#### ASSIGNED TASK:
Your answer must be a single number: how many lines in the records below contain the word "they".

MATERIAL PROVIDED Start Marker

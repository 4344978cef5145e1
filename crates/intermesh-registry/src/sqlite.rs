//! [`SqliteRegistry`] – the persistent registry backend.
//!
//! # Storage layout
//!
//! Each entity is stored as a JSON document next to the columns it is looked
//! up by. Tables are created if they do not already exist.
//!
//! | table           | key column        | extra columns                        |
//! |-----------------|-------------------|--------------------------------------|
//! | `platforms`     | `platform_id`     |                                      |
//! | `devices`       | `device_id`       | `platform_id`                        |
//! | `subscriptions` | `conversation_id` | `client_id`                          |
//! | `plat2plat`     | `conversation_id` | `source_device_id`, `target_device_id` |
//! | `clients`       | `client_id`       |                                      |
//!
//! Every table also has a `body TEXT` column holding the serialized record.

use std::sync::{Mutex, MutexGuard, PoisonError};

use async_trait::async_trait;
use intermesh_types::{Client, EntityKind, IoTDevice, Plat2PlatSubscription, Platform, Subscription};
use rusqlite::{Connection, OptionalExtension, params};
use serde::Serialize;
use serde::de::DeserializeOwned;
use tracing::debug;

use crate::store::{Registry, RegistryError};

/// SQLite-backed registry.
///
/// Calls run on the caller's task while holding the connection lock; they
/// never await, so the lock is never held across a suspension point.
pub struct SqliteRegistry {
    conn: Mutex<Connection>,
}

impl SqliteRegistry {
    /// Open (or create) a registry database at `path`.
    pub fn open(path: &str) -> Result<Self, RegistryError> {
        let registry = Self {
            conn: Mutex::new(Connection::open(path)?),
        };
        registry.init_schema()?;
        debug!(path = %path, "registry opened");
        Ok(registry)
    }

    /// Open a temporary in-memory database.
    pub fn open_in_memory() -> Result<Self, RegistryError> {
        let registry = Self {
            conn: Mutex::new(Connection::open_in_memory()?),
        };
        registry.init_schema()?;
        Ok(registry)
    }

    fn conn(&self) -> MutexGuard<'_, Connection> {
        self.conn.lock().unwrap_or_else(PoisonError::into_inner)
    }

    fn init_schema(&self) -> Result<(), RegistryError> {
        self.conn().execute_batch(
            "CREATE TABLE IF NOT EXISTS platforms (
                platform_id TEXT NOT NULL PRIMARY KEY,
                body        TEXT NOT NULL
            );
            CREATE TABLE IF NOT EXISTS devices (
                device_id   TEXT NOT NULL PRIMARY KEY,
                platform_id TEXT NOT NULL,
                body        TEXT NOT NULL
            );
            CREATE INDEX IF NOT EXISTS devices_by_platform ON devices (platform_id);
            CREATE TABLE IF NOT EXISTS subscriptions (
                conversation_id TEXT NOT NULL PRIMARY KEY,
                client_id       TEXT NOT NULL,
                body            TEXT NOT NULL
            );
            CREATE TABLE IF NOT EXISTS plat2plat (
                conversation_id  TEXT NOT NULL PRIMARY KEY,
                source_device_id TEXT NOT NULL,
                target_device_id TEXT NOT NULL,
                body             TEXT NOT NULL
            );
            CREATE TABLE IF NOT EXISTS clients (
                client_id TEXT NOT NULL PRIMARY KEY,
                body      TEXT NOT NULL
            );",
        )?;
        Ok(())
    }

    /// Run `sql` with one parameter and decode every `body` it returns.
    fn query_bodies<T: DeserializeOwned>(&self, sql: &str, param: Option<&str>) -> Result<Vec<T>, RegistryError> {
        let conn = self.conn();
        let mut stmt = conn.prepare(sql)?;
        let bodies = match param {
            Some(p) => stmt.query_map(params![p], |row| row.get::<_, String>(0))?.collect::<Result<Vec<_>, _>>()?,
            None => stmt.query_map([], |row| row.get::<_, String>(0))?.collect::<Result<Vec<_>, _>>()?,
        };
        bodies
            .iter()
            .map(|b| serde_json::from_str(b).map_err(RegistryError::from))
            .collect()
    }

    fn query_one<T: DeserializeOwned>(&self, sql: &str, key: &str) -> Result<Option<T>, RegistryError> {
        let body: Option<String> = self
            .conn()
            .query_row(sql, params![key], |row| row.get(0))
            .optional()?;
        body.map(|b| serde_json::from_str(&b).map_err(RegistryError::from))
            .transpose()
    }

    /// `DELETE` by key, failing with `NotFound` when nothing was removed.
    fn delete_one(&self, sql: &str, kind: EntityKind, key: &str) -> Result<(), RegistryError> {
        let removed = self.conn().execute(sql, params![key])?;
        if removed == 0 {
            return Err(RegistryError::not_found(kind, key));
        }
        Ok(())
    }

    /// `UPDATE` by key, failing with `NotFound` when nothing matched.
    fn update_one<T: Serialize>(&self, sql: &str, kind: EntityKind, key: &str, record: &T) -> Result<(), RegistryError> {
        let body = serde_json::to_string(record)?;
        let changed = self.conn().execute(sql, params![body, key])?;
        if changed == 0 {
            return Err(RegistryError::not_found(kind, key));
        }
        Ok(())
    }
}

fn is_constraint_violation(e: &rusqlite::Error) -> bool {
    matches!(
        e,
        rusqlite::Error::SqliteFailure(err, _) if err.code == rusqlite::ErrorCode::ConstraintViolation
    )
}

/// Map a primary-key violation onto `AlreadyExists`.
fn insert_result(result: rusqlite::Result<usize>, kind: EntityKind, key: &str) -> Result<(), RegistryError> {
    match result {
        Ok(_) => Ok(()),
        Err(e) if is_constraint_violation(&e) => Err(RegistryError::already_exists(kind, key)),
        Err(e) => Err(e.into()),
    }
}

#[async_trait]
impl Registry for SqliteRegistry {
    async fn register_platform(&self, platform: &Platform) -> Result<(), RegistryError> {
        let body = serde_json::to_string(platform)?;
        let result = self.conn().execute(
            "INSERT INTO platforms (platform_id, body) VALUES (?1, ?2)",
            params![platform.platform_id, body],
        );
        insert_result(result, EntityKind::Platform, &platform.platform_id)
    }

    async fn update_platform(&self, platform: &Platform) -> Result<(), RegistryError> {
        self.update_one(
            "UPDATE platforms SET body = ?1 WHERE platform_id = ?2",
            EntityKind::Platform,
            &platform.platform_id,
            platform,
        )
    }

    async fn remove_platform(&self, platform_id: &str) -> Result<(), RegistryError> {
        let mut conn = self.conn();
        let tx = conn.transaction()?;
        let removed = tx.execute("DELETE FROM platforms WHERE platform_id = ?1", params![platform_id])?;
        if removed == 0 {
            return Err(RegistryError::not_found(EntityKind::Platform, platform_id));
        }
        tx.execute("DELETE FROM devices WHERE platform_id = ?1", params![platform_id])?;
        tx.commit()?;
        Ok(())
    }

    async fn list_platforms(&self) -> Result<Vec<Platform>, RegistryError> {
        self.query_bodies("SELECT body FROM platforms ORDER BY platform_id", None)
    }

    async fn get_platform_by_id(&self, platform_id: &str) -> Result<Option<Platform>, RegistryError> {
        self.query_one("SELECT body FROM platforms WHERE platform_id = ?1", platform_id)
    }

    async fn register_devices(&self, devices: &[IoTDevice]) -> Result<(), RegistryError> {
        let mut conn = self.conn();
        let tx = conn.transaction()?;
        for device in devices {
            tx.execute(
                "INSERT OR REPLACE INTO devices (device_id, platform_id, body) VALUES (?1, ?2, ?3)",
                params![device.device_id, device.hosted_by, serde_json::to_string(device)?],
            )?;
        }
        tx.commit()?;
        Ok(())
    }

    async fn update_devices(&self, devices: &[IoTDevice]) -> Result<(), RegistryError> {
        let mut conn = self.conn();
        let tx = conn.transaction()?;
        for device in devices {
            let changed = tx.execute(
                "UPDATE devices SET platform_id = ?1, body = ?2 WHERE device_id = ?3",
                params![device.hosted_by, serde_json::to_string(device)?, device.device_id],
            )?;
            if changed == 0 {
                // Dropping the transaction rolls back earlier updates.
                return Err(RegistryError::not_found(EntityKind::Device, &device.device_id));
            }
        }
        tx.commit()?;
        Ok(())
    }

    async fn remove_devices(&self, device_ids: &[String]) -> Result<(), RegistryError> {
        let mut conn = self.conn();
        let tx = conn.transaction()?;
        for id in device_ids {
            tx.execute("DELETE FROM devices WHERE device_id = ?1", params![id])?;
        }
        tx.commit()?;
        Ok(())
    }

    async fn get_devices(&self, device_ids: &[String]) -> Result<Vec<IoTDevice>, RegistryError> {
        let mut found = Vec::with_capacity(device_ids.len());
        for id in device_ids {
            if let Some(device) = self.query_one("SELECT body FROM devices WHERE device_id = ?1", id)? {
                found.push(device);
            }
        }
        Ok(found)
    }

    async fn get_device_ids(&self, platform_id: &str) -> Result<Vec<String>, RegistryError> {
        let conn = self.conn();
        let mut stmt = conn.prepare("SELECT device_id FROM devices WHERE platform_id = ?1 ORDER BY device_id")?;
        let ids = stmt
            .query_map(params![platform_id], |row| row.get(0))?
            .collect::<Result<Vec<String>, _>>()?;
        Ok(ids)
    }

    async fn list_devices(&self, platform_id: Option<&str>) -> Result<Vec<IoTDevice>, RegistryError> {
        match platform_id {
            Some(p) => self.query_bodies("SELECT body FROM devices WHERE platform_id = ?1 ORDER BY device_id", Some(p)),
            None => self.query_bodies("SELECT body FROM devices ORDER BY device_id", None),
        }
    }

    async fn subscribe(&self, subscription: &Subscription) -> Result<(), RegistryError> {
        let body = serde_json::to_string(subscription)?;
        let result = self.conn().execute(
            "INSERT INTO subscriptions (conversation_id, client_id, body) VALUES (?1, ?2, ?3)",
            params![subscription.conversation_id, subscription.client_id, body],
        );
        insert_result(result, EntityKind::Subscription, &subscription.conversation_id)
    }

    async fn delete_subscription(&self, conversation_id: &str) -> Result<(), RegistryError> {
        self.delete_one(
            "DELETE FROM subscriptions WHERE conversation_id = ?1",
            EntityKind::Subscription,
            conversation_id,
        )
    }

    async fn list_subscriptions(&self, client_id: Option<&str>) -> Result<Vec<Subscription>, RegistryError> {
        match client_id {
            Some(c) => self.query_bodies(
                "SELECT body FROM subscriptions WHERE client_id = ?1 ORDER BY conversation_id",
                Some(c),
            ),
            None => self.query_bodies("SELECT body FROM subscriptions ORDER BY conversation_id", None),
        }
    }

    async fn get_subscription_by_id(&self, conversation_id: &str) -> Result<Option<Subscription>, RegistryError> {
        self.query_one("SELECT body FROM subscriptions WHERE conversation_id = ?1", conversation_id)
    }

    async fn add_plat2plat_subscription(&self, subscription: &Plat2PlatSubscription) -> Result<(), RegistryError> {
        let body = serde_json::to_string(subscription)?;
        let result = self.conn().execute(
            "INSERT INTO plat2plat (conversation_id, source_device_id, target_device_id, body)
             VALUES (?1, ?2, ?3, ?4)",
            params![
                subscription.conversation_id,
                subscription.source_device_id,
                subscription.target_device_id,
                body
            ],
        );
        insert_result(result, EntityKind::Subscription, &subscription.conversation_id)
    }

    async fn delete_plat2plat_subscription(&self, conversation_id: &str) -> Result<(), RegistryError> {
        self.delete_one(
            "DELETE FROM plat2plat WHERE conversation_id = ?1",
            EntityKind::Subscription,
            conversation_id,
        )
    }

    async fn list_plat2plat_subscriptions(&self) -> Result<Vec<Plat2PlatSubscription>, RegistryError> {
        self.query_bodies("SELECT body FROM plat2plat ORDER BY conversation_id", None)
    }

    async fn get_plat2plat_subscription(
        &self,
        conversation_id: &str,
    ) -> Result<Option<Plat2PlatSubscription>, RegistryError> {
        self.query_one("SELECT body FROM plat2plat WHERE conversation_id = ?1", conversation_id)
    }

    async fn find_plat2plat_subscription(
        &self,
        source_device_id: &str,
        target_device_id: &str,
    ) -> Result<Option<Plat2PlatSubscription>, RegistryError> {
        let body: Option<String> = self
            .conn()
            .query_row(
                "SELECT body FROM plat2plat WHERE source_device_id = ?1 AND target_device_id = ?2",
                params![source_device_id, target_device_id],
                |row| row.get(0),
            )
            .optional()?;
        body.map(|b| serde_json::from_str(&b).map_err(RegistryError::from))
            .transpose()
    }

    async fn register_client(&self, client: &Client) -> Result<(), RegistryError> {
        let body = serde_json::to_string(client)?;
        let result = self.conn().execute(
            "INSERT INTO clients (client_id, body) VALUES (?1, ?2)",
            params![client.client_id, body],
        );
        insert_result(result, EntityKind::Client, &client.client_id)
    }

    async fn update_client(&self, client: &Client) -> Result<(), RegistryError> {
        self.update_one(
            "UPDATE clients SET body = ?1 WHERE client_id = ?2",
            EntityKind::Client,
            &client.client_id,
            client,
        )
    }

    async fn remove_client(&self, client_id: &str) -> Result<(), RegistryError> {
        self.delete_one("DELETE FROM clients WHERE client_id = ?1", EntityKind::Client, client_id)
    }

    async fn get_client(&self, client_id: &str) -> Result<Option<Client>, RegistryError> {
        self.query_one("SELECT body FROM clients WHERE client_id = ?1", client_id)
    }

    async fn list_clients(&self) -> Result<Vec<Client>, RegistryError> {
        self.query_bodies("SELECT body FROM clients ORDER BY client_id", None)
    }
}

// ─────────────────────────────────────────────────────────────────────────────
// Tests
// ─────────────────────────────────────────────────────────────────────────────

MATERIAL PROVIDED End Marker

#### WRITTEN ANSWER:
2